(Task to carry out): The response should contain every entry, reproduced exactly.

(The records begins)

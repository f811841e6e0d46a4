use std::sync::Arc;

use async_trait::async_trait;
use serde::de::DeserializeOwned;
use serde_json::Value;
use thiserror::Error;

use super::protocol::{
    BridgeRequest, BridgeResponse, ExtensionMessage, RelayRequest, RequestId, TabId, WalletAction,
    WalletOperation,
};
use crate::config::BridgeConfig;
use crate::error::BridgeError;

/// Why a message did not reach a tab.
#[derive(Debug, Clone, PartialEq, Error)]
pub enum DeliveryError {
    #[error("Could not establish connection. Receiving end does not exist.")]
    NoReceiver,
    #[error("No tab with id: {0}")]
    TabNotFound(TabId),
    #[error("{0}")]
    Other(String),
}

/// Extension tab messaging, as used by the privileged context.
#[async_trait]
pub trait TabMessenger: Send + Sync {
    async fn active_tab(&self) -> Option<TabId>;

    /// Sends to the tab's content script and waits for its reply.
    async fn send_to_tab(&self, tab: TabId, message: Value) -> Result<Value, DeliveryError>;

    async fn inject_content_script(&self, tab: TabId) -> Result<(), DeliveryError>;
}

/// Privileged side of the bridge. UI callers hand it a request and get a
/// response back; tab resolution, injection and timeouts happen here.
pub struct WalletRelay {
    tabs: Arc<dyn TabMessenger>,
    config: Arc<BridgeConfig>,
}

impl WalletRelay {
    pub fn new(tabs: Arc<dyn TabMessenger>, config: Arc<BridgeConfig>) -> Self {
        Self { tabs, config }
    }

    /// Entry point for UI messages.
    pub async fn dispatch(&self, request: RelayRequest) -> BridgeResponse {
        match WalletAction::try_from(request.action) {
            Ok(action) => self.dispatch_action(action, request.tab_id).await,
            Err(e) => {
                log::warn!("[Relay] Rejecting request: {}", e);
                BridgeResponse::err(RequestId::next(), &e)
            }
        }
    }

    pub async fn dispatch_action(&self, action: WalletAction, tab: Option<TabId>) -> BridgeResponse {
        let request = BridgeRequest::new(action);
        let id = request.request_id;
        let name = request.action.name();

        let tab = match tab {
            Some(tab) => tab,
            None => match self.tabs.active_tab().await {
                Some(tab) => tab,
                None => return BridgeResponse::err(id, &BridgeError::NoActiveTab),
            },
        };

        let window = if request.action.is_payment() {
            self.config.payment_timeout
        } else {
            self.config.request_timeout
        };
        let guard = window + self.config.agent_load_timeout + self.config.injection_retry_delay;

        let message = ExtensionMessage::WalletOperation(WalletOperation {
            request,
            timeout_ms: window.as_millis() as u64,
        });
        let message = match serde_json::to_value(&message) {
            Ok(message) => message,
            Err(e) => return BridgeResponse::err(id, &BridgeError::InvalidRequest(e.to_string())),
        };

        log::info!("[Relay] {} ({}) to tab {}", name, id, tab);
        let reply = match tokio::time::timeout(guard, self.deliver(tab, message)).await {
            Ok(Ok(reply)) => reply,
            Ok(Err(e)) => {
                log::error!("[Relay] {} ({}) not delivered: {}", name, id, e);
                return BridgeResponse::err(id, &e);
            }
            Err(_) => {
                log::warn!("[Relay] {} ({}) got no answer from tab {}", name, id, tab);
                return BridgeResponse::err(
                    id,
                    &BridgeError::BridgeTimeout {
                        action: name.to_string(),
                        after_ms: guard.as_millis() as u64,
                    },
                );
            }
        };

        match serde_json::from_value::<BridgeResponse>(reply) {
            Ok(response) if response.request_id == id => response,
            Ok(response) => BridgeResponse::err(
                id,
                &BridgeError::InvalidRequest(format!(
                    "response for request {} arrived on request {}",
                    response.request_id, id
                )),
            ),
            Err(e) => BridgeResponse::err(
                id,
                &BridgeError::InvalidRequest(format!("malformed response from tab: {}", e)),
            ),
        }
    }

    /// Typed form of `dispatch_action`.
    pub async fn call<T: DeserializeOwned>(
        &self,
        action: WalletAction,
        tab: Option<TabId>,
    ) -> Result<T, BridgeError> {
        self.dispatch_action(action, tab).await.into_result()
    }

    /// Sends once; on failure injects the content script and retries once.
    async fn deliver(&self, tab: TabId, message: Value) -> Result<Value, BridgeError> {
        let first = match self.tabs.send_to_tab(tab, message.clone()).await {
            Ok(reply) => return Ok(reply),
            Err(e) => e,
        };

        log::info!("[Relay] Tab {} did not answer ({}), injecting content script", tab, first);
        self.tabs
            .inject_content_script(tab)
            .await
            .map_err(|e| BridgeError::InjectionFailed(e.to_string()))?;

        tokio::time::sleep(self.config.injection_retry_delay).await;

        self.tabs
            .send_to_tab(tab, message)
            .await
            .map_err(|e| BridgeError::InjectionFailed(format!("retry after injection failed: {}", e)))
    }
}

(The records ends)

(Your solution):
repository f811841e6e0d46a4
use std::sync::Arc;

use async_trait::async_trait;
use serde::de::DeserializeOwned;
use serde_json::Value;
use thiserror::Error;

use super::protocol::{
    BridgeRequest, BridgeResponse, ExtensionMessage, RelayRequest, RequestId, TabId, WalletAction,
    WalletOperation,
};
use crate::config::BridgeConfig;
use crate::error::BridgeError;

/// Why a message did not reach a tab.
#[derive(Debug, Clone, PartialEq, Error)]
pub enum DeliveryError {
    #[error("Could not establish connection. Receiving end does not exist.")]
    NoReceiver,
    #[error("No tab with id: {0}")]
    TabNotFound(TabId),
    #[error("{0}")]
    Other(String),
}

/// Extension tab messaging, as used by the privileged context.
#[async_trait]
pub trait TabMessenger: Send + Sync {
    async fn active_tab(&self) -> Option<TabId>;

    /// Sends to the tab's content script and waits for its reply.
    async fn send_to_tab(&self, tab: TabId, message: Value) -> Result<Value, DeliveryError>;

    async fn inject_content_script(&self, tab: TabId) -> Result<(), DeliveryError>;
}

/// Privileged side of the bridge. UI callers hand it a request and get a
/// response back; tab resolution, injection and timeouts happen here.
pub struct WalletRelay {
    tabs: Arc<dyn TabMessenger>,
    config: Arc<BridgeConfig>,
}

impl WalletRelay {
    pub fn new(tabs: Arc<dyn TabMessenger>, config: Arc<BridgeConfig>) -> Self {
        Self { tabs, config }
    }

    /// Entry point for UI messages.
    pub async fn dispatch(&self, request: RelayRequest) -> BridgeResponse {
        match WalletAction::try_from(request.action) {
            Ok(action) => self.dispatch_action(action, request.tab_id).await,
            Err(e) => {
                log::warn!("[Relay] Rejecting request: {}", e);
                BridgeResponse::err(RequestId::next(), &e)
            }
        }
    }

    pub async fn dispatch_action(&self, action: WalletAction, tab: Option<TabId>) -> BridgeResponse {
        let request = BridgeRequest::new(action);
        let id = request.request_id;
        let name = request.action.name();

        let tab = match tab {
            Some(tab) => tab,
            None => match self.tabs.active_tab().await {
                Some(tab) => tab,
                None => return BridgeResponse::err(id, &BridgeError::NoActiveTab),
            },
        };

        let window = if request.action.is_payment() {
            self.config.payment_timeout
        } else {
            self.config.request_timeout
        };
        let guard = window + self.config.agent_load_timeout + self.config.injection_retry_delay;

        let message = ExtensionMessage::WalletOperation(WalletOperation {
            request,
            timeout_ms: window.as_millis() as u64,
        });
        let message = match serde_json::to_value(&message) {
            Ok(message) => message,
            Err(e) => return BridgeResponse::err(id, &BridgeError::InvalidRequest(e.to_string())),
        };

        log::info!("[Relay] {} ({}) to tab {}", name, id, tab);
        let reply = match tokio::time::timeout(guard, self.deliver(tab, message)).await {
            Ok(Ok(reply)) => reply,
            Ok(Err(e)) => {
                log::error!("[Relay] {} ({}) not delivered: {}", name, id, e);
                return BridgeResponse::err(id, &e);
            }
            Err(_) => {
                log::warn!("[Relay] {} ({}) got no answer from tab {}", name, id, tab);
                return BridgeResponse::err(
                    id,
                    &BridgeError::BridgeTimeout {
                        action: name.to_string(),
                        after_ms: guard.as_millis() as u64,
                    },
                );
            }
        };

        match serde_json::from_value::<BridgeResponse>(reply) {
            Ok(response) if response.request_id == id => response,
            Ok(response) => BridgeResponse::err(
                id,
                &BridgeError::InvalidRequest(format!(
                    "response for request {} arrived on request {}",
                    response.request_id, id
                )),
            ),
            Err(e) => BridgeResponse::err(
                id,
                &BridgeError::InvalidRequest(format!("malformed response from tab: {}", e)),
            ),
        }
    }

    /// Typed form of `dispatch_action`.
    pub async fn call<T: DeserializeOwned>(
        &self,
        action: WalletAction,
        tab: Option<TabId>,
    ) -> Result<T, BridgeError> {
        self.dispatch_action(action, tab).await.into_result()
    }

    /// Sends once; on failure injects the content script and retries once.
    async fn deliver(&self, tab: TabId, message: Value) -> Result<Value, BridgeError> {
        let first = match self.tabs.send_to_tab(tab, message.clone()).await {
            Ok(reply) => return Ok(reply),
            Err(e) => e,
        };

        log::info!("[Relay] Tab {} did not answer ({}), injecting content script", tab, first);
        self.tabs
            .inject_content_script(tab)
            .await
            .map_err(|e| BridgeError::InjectionFailed(e.to_string()))?;

        tokio::time::sleep(self.config.injection_retry_delay).await;

        self.tabs
            .send_to_tab(tab, message)
            .await
            .map_err(|e| BridgeError::InjectionFailed(format!("retry after injection failed: {}", e)))
    }
}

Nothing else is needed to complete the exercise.